#### WORK TO COMPLETE:
In the listing below, write out exactly each line from the first through the one containing "때 쓰는 기본 템플릿".

#### DATA EXTRACTS:

//! 모더레이션 명령 -- 조치 실행 태스크로 전달되는 메시지와 명령 템플릿
//!
//! 모든 조치 요청(위반, 운영자 검토 결정, 도움 요청, 환영 메시지)은
//! [`ModerationCommand`] 값으로 채널을 통해 단일 실행 태스크에 전달됩니다.

use std::fmt;

use pp2sentry_core::types::{HelpRequest, ViolationLevel, ViolationReport};

/// SEVERE 조치에 ban 명령이 없을 때 쓰는 기본 템플릿
pub const DEFAULT_BAN_TEMPLATE: &str = "/banaddress {ip} 9999999 {full_name}";

/// MODERATE 조치 템플릿
pub const KICK_TEMPLATE: &str = "/kick {index}";

/// 운영자 검토 결정
#[derive(Debug, Clone, Copy, PartialEq, Eq)]
pub enum ReviewDecision {
    /// 집행 (심각도 지정 시 그 심각도로, 아니면 분류 결과대로)
    Confirm(Option<ViolationLevel>),
    /// 조치 없이 종료
    Reject,
}

impl fmt::Display for ReviewDecision {
    fn fmt(&self, f: &mut fmt::Formatter<'_>) -> fmt::Result {
        match self {
            Self::Confirm(Some(level)) => write!(f, "confirm({level})"),
            Self::Confirm(None) => write!(f, "confirm"),
            Self::Reject => write!(f, "reject"),
        }
    }
}

/// 조치 실행 태스크가 처리하는 명령
#[derive(Debug, Clone)]
pub enum ModerationCommand {
    /// 감지된 위반
    Violation(ViolationReport),
    /// 대기 중인 검토에 대한 운영자 결정
    Review {
        /// 검토 ID
        id: String,
        /// 결정
        decision: ReviewDecision,
    },
    /// 플레이어 도움 요청
    HelpRequest(HelpRequest),
    /// 접속한 플레이어 환영
    Welcome {
        /// 서버 이름
        server_name: String,
        /// 플레이어 이름
        player_name: String,
    },
}

impl ModerationCommand {
    /// 로그/메트릭용 명령 유형 이름
    pub fn kind(&self) -> &'static str {
        match self {
            Self::Violation(_) => "violation",
            Self::Review { .. } => "review",
            Self::HelpRequest(_) => "help_request",
            Self::Welcome { .. } => "welcome",
        }
    }
}

/// 명령 템플릿 치환 값
#[derive(Debug, Clone, Default)]
pub struct TemplateVars<'a> {
    /// `{name}`: 플레이어 이름
    pub name: &'a str,
    /// `{full_name}`: 이름 + ID 토큰 (없으면 이름)
    pub full_name: Option<&'a str>,
    /// `{ip}`: 접속 IP
    pub ip: Option<&'a str>,
    /// `{index}`: 서버의 현재 플레이어 번호 (없으면 이름)
    pub index: Option<&'a str>,
}

/// 템플릿에 `{index}`가 있는지 여부
pub fn needs_index(template: &str) -> bool {
    template.contains("{index}")
}

/// 템플릿을 치환합니다.
///
/// `{ip}`가 필요하지만 IP를 모르면 `None`을 반환합니다.
pub fn render_template(template: &str, vars: &TemplateVars<'_>) -> Option<String> {
    if template.contains("{ip}") && vars.ip.is_none() {
        return None;
    }

    let mut rendered = template.replace("{name}", vars.name);
    rendered = rendered.replace("{full_name}", vars.full_name.unwrap_or(vars.name));
    rendered = rendered.replace("{index}", vars.index.unwrap_or(vars.name));
    if let Some(ip) = vars.ip {
        rendered = rendered.replace("{ip}", ip);
    }
    Some(rendered)
}

/// 집행 계획 -- 심각도에 따라 실행할 명령
#[derive(Debug, Clone, PartialEq, Eq)]
pub struct EnforcementPlan {
    /// 첫 명령 템플릿
    pub template: String,
    /// 첫 명령 후 `/kick`으로 서버에서 내보낼지 여부 (ban의 경우)
    pub follow_up_kick: bool,
}

impl EnforcementPlan {
    /// 보고와 집행 심각도로 계획을 만듭니다. MINOR/OK는 명령이 없습니다.
    pub fn for_level(report: &ViolationReport, level: ViolationLevel) -> Option<Self> {
        match level {
            ViolationLevel::Severe => {
                let template = report
                    .ban_command
                    .clone()
                    .unwrap_or_else(|| DEFAULT_BAN_TEMPLATE.to_owned());
                Some(Self {
                    follow_up_kick: template.trim_start().starts_with("/banaddress"),
                    template,
                })
            }
            ViolationLevel::Moderate => Some(Self {
                template: KICK_TEMPLATE.to_owned(),
                follow_up_kick: false,
            }),
            ViolationLevel::Minor | ViolationLevel::Ok => None,
        }
    }
}
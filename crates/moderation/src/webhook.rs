//! 알림 전송 -- Discord 웹훅
//!
//! [`Notifier`]는 조치 실행 태스크가 운영자에게 알림을 보내는 확장 포인트입니다.
//! [`WebhookNotifier`]는 Discord 웹훅 embed 형식으로 전송하며,
//! URL이 없거나 비활성화되어 있으면 아무것도 하지 않습니다.

use std::time::Duration;

use metrics::counter;
use pp2sentry_core::config::DiscordConfig;
use pp2sentry_core::metrics as m;
use pp2sentry_core::pipeline::BoxFuture;
use pp2sentry_core::types::{HelpRequest, ViolationKind, ViolationLevel, ViolationReport};
use serde_json::{Value, json};
use tracing::{debug, warn};

use crate::command::ReviewDecision;
use crate::error::ModerationError;

const FOOTER: &str = "PP2 Suspicious Detector";
const HELP_COLOR: u32 = 0x00FF00;
const NEUTRAL_COLOR: u32 = 0x808080;
const MAX_CONTENT_CHARS: usize = 1000;

/// 운영자 알림
#[derive(Debug, Clone)]
pub enum Notification {
    /// 감지된 위반
    Violation {
        /// 위반 보고
        report: ViolationReport,
        /// 검토 대기 중이면 검토 ID
        review_id: Option<String>,
        /// 자동 집행되었는지 여부
        enforced: bool,
    },
    /// 도움 요청
    HelpRequest(HelpRequest),
    /// 검토 결정 결과
    ReviewOutcome {
        /// 검토 ID
        id: String,
        /// 서버 이름
        server_name: String,
        /// 플레이어 이름
        player_name: String,
        /// 결정
        decision: ReviewDecision,
        /// 서버 응답 (명령이 실행된 경우)
        response: Option<String>,
    },
}

/// 알림 전송기
pub trait Notifier: Send + Sync {
    /// 알림을 전송합니다.
    fn notify<'a>(
        &'a self,
        notification: &'a Notification,
    ) -> BoxFuture<'a, Result<(), ModerationError>>;
}

/// Discord 웹훅 알림 전송기
pub struct WebhookNotifier {
    url: Option<String>,
    http: reqwest::Client,
}

impl WebhookNotifier {
    /// 설정으로 전송기를 생성합니다.
    pub fn new(config: &DiscordConfig, timeout: Duration) -> Result<Self, ModerationError> {
        let url = (config.enabled && !config.webhook_url.is_empty())
            .then(|| config.webhook_url.clone());
        let http = reqwest::Client::builder().timeout(timeout).build()?;
        Ok(Self { url, http })
    }

    /// 알림을 보내지 않는 전송기
    pub fn disabled() -> Self {
        Self {
            url: None,
            http: reqwest::Client::new(),
        }
    }

    /// 웹훅이 설정되어 있는지 여부
    pub fn is_enabled(&self) -> bool {
        self.url.is_some()
    }

    async fn post(&self, notification: &Notification) -> Result<(), ModerationError> {
        let Some(url) = &self.url else {
            debug!("webhook disabled, notification skipped");
            return Ok(());
        };

        let payload = build_payload(notification);
        let result = self
            .http
            .post(url)
            .json(&payload)
            .send()
            .await
            .and_then(|response| response.error_for_status());

        let label = if result.is_ok() { "success" } else { "failure" };
        counter!(m::MODERATION_WEBHOOKS_TOTAL, m::LABEL_RESULT => label).increment(1);

        if let Err(e) = &result {
            warn!(error = %e, "webhook notification failed");
        }
        result.map(|_| ()).map_err(ModerationError::from)
    }
}

impl Notifier for WebhookNotifier {
    fn notify<'a>(
        &'a self,
        notification: &'a Notification,
    ) -> BoxFuture<'a, Result<(), ModerationError>> {
        Box::pin(self.post(notification))
    }
}

// ─── Embed payload ─────────────────────────────────────────────────

/// 알림을 웹훅 JSON 본문으로 변환합니다.
pub fn build_payload(notification: &Notification) -> Value {
    let embed = match notification {
        Notification::Violation {
            report,
            review_id,
            enforced,
        } => violation_embed(report, review_id.as_deref(), *enforced),
        Notification::HelpRequest(request) => help_embed(request),
        Notification::ReviewOutcome {
            id,
            server_name,
            player_name,
            decision,
            response,
        } => review_embed(id, server_name, player_name, *decision, response.as_deref()),
    };
    json!({ "embeds": [embed] })
}

fn violation_embed(report: &ViolationReport, review_id: Option<&str>, enforced: bool) -> Value {
    let level = report.analysis.level;
    let kind = match report.kind {
        ViolationKind::Message => "Chat-viesti",
        ViolationKind::Nickname => "Nimimerkki",
    };

    let mut fields = vec![
        field("Pelaaja", &report.player_name, true),
        field("Tyyppi", kind, true),
        field("Palvelin", &report.server.name, true),
    ];
    if let Some(ip) = &report.ip_address {
        fields.push(field("IP-osoite", &format!("`{ip}`"), true));
    }
    fields.push(field(
        "Sisältö",
        &format!("```{}```", truncate_chars(&report.content, MAX_CONTENT_CHARS)),
        false,
    ));
    fields.push(field("Perustelu", &report.analysis.reason, false));
    fields.push(field(
        "Ehdotettu toimenpide",
        &format!("`{}`", report.analysis.suggested_action),
        false,
    ));
    if level == ViolationLevel::Severe
        && let Some(ban) = &report.ban_command
    {
        fields.push(field("Ban-komento", &format!("```{ban}```"), false));
    }
    if let Some(id) = review_id {
        fields.push(field(
            "Tarkastus",
            &format!("`!confirm {id} [TASO]` / `!reject {id}`"),
            false,
        ));
    }
    if enforced {
        fields.push(field("Tila", "Toimenpide suoritettu automaattisesti", false));
    }

    json!({
        "title": violation_title(level),
        "color": level_color(level),
        "fields": fields,
        "timestamp": chrono::Utc::now().to_rfc3339(),
        "footer": { "text": FOOTER },
    })
}

fn help_embed(request: &HelpRequest) -> Value {
    let mut fields = vec![
        field("Pelaaja", &request.player_name, true),
        field("Tyyppi", "🆘 Avunpyyntö", true),
        field("Palvelin", &request.server_name, true),
    ];
    if let Some(ip) = &request.ip_address {
        fields.push(field("IP-osoite", &format!("`{ip}`"), true));
    }
    fields.push(field(
        "Viesti",
        &format!("```{}```", truncate_chars(&request.content, MAX_CONTENT_CHARS)),
        false,
    ));

    json!({
        "title": "🆘 APUA TARVITAAN",
        "color": HELP_COLOR,
        "fields": fields,
        "timestamp": chrono::Utc::now().to_rfc3339(),
        "footer": { "text": FOOTER },
    })
}

fn review_embed(
    id: &str,
    server_name: &str,
    player_name: &str,
    decision: ReviewDecision,
    response: Option<&str>,
) -> Value {
    let (title, color) = match decision {
        ReviewDecision::Confirm(level) => (
            "✅ TOIMENPIDE HYVÄKSYTTY",
            level.map_or(NEUTRAL_COLOR, level_color),
        ),
        ReviewDecision::Reject => ("🚫 TOIMENPIDE HYLÄTTY", NEUTRAL_COLOR),
    };

    let mut fields = vec![
        field("Tarkastus", &format!("`{id}`"), true),
        field("Pelaaja", player_name, true),
        field("Palvelin", server_name, true),
        field("Päätös", &decision.to_string(), true),
    ];
    if let Some(text) = response.filter(|t| !t.is_empty()) {
        fields.push(field(
            "Palvelimen vastaus",
            &format!("```{}```", truncate_chars(text, MAX_CONTENT_CHARS)),
            false,
        ));
    }

    json!({
        "title": title,
        "color": color,
        "fields": fields,
        "timestamp": chrono::Utc::now().to_rfc3339(),
        "footer": { "text": FOOTER },
    })
}

fn field(name: &str, value: &str, inline: bool) -> Value {
    json!({ "name": name, "value": value, "inline": inline })
}

fn violation_title(level: ViolationLevel) -> &'static str {
    match level {
        ViolationLevel::Severe => "🚨 VAKAVA RIKKOMUS",
        ViolationLevel::Moderate => "⚠️ KESKIVAKAVA RIKKOMUS",
        ViolationLevel::Minor => "📝 LIEVÄ RIKKOMUS",
        ViolationLevel::Ok => "❓ Rikkomus",
    }
}

fn level_color(level: ViolationLevel) -> u32 {
    match level {
        ViolationLevel::Severe => 0xFF0000,
        ViolationLevel::Moderate => 0xFFA500,
        ViolationLevel::Minor => 0xFFFF00,
        ViolationLevel::Ok => NEUTRAL_COLOR,
    }
}

fn truncate_chars(text: &str, max: usize) -> &str {
    match text.char_indices().nth(max) {
        Some((idx, _)) => &text[..idx],
        None => text,
    }
}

#### EXERCISE ANSWER:
//! 모더레이션 명령 -- 조치 실행 태스크로 전달되는 메시지와 명령 템플릿
//!
//! 모든 조치 요청(위반, 운영자 검토 결정, 도움 요청, 환영 메시지)은
//! [`ModerationCommand`] 값으로 채널을 통해 단일 실행 태스크에 전달됩니다.

use std::fmt;

use pp2sentry_core::types::{HelpRequest, ViolationLevel, ViolationReport};

/// SEVERE 조치에 ban 명령이 없을 때 쓰는 기본 템플릿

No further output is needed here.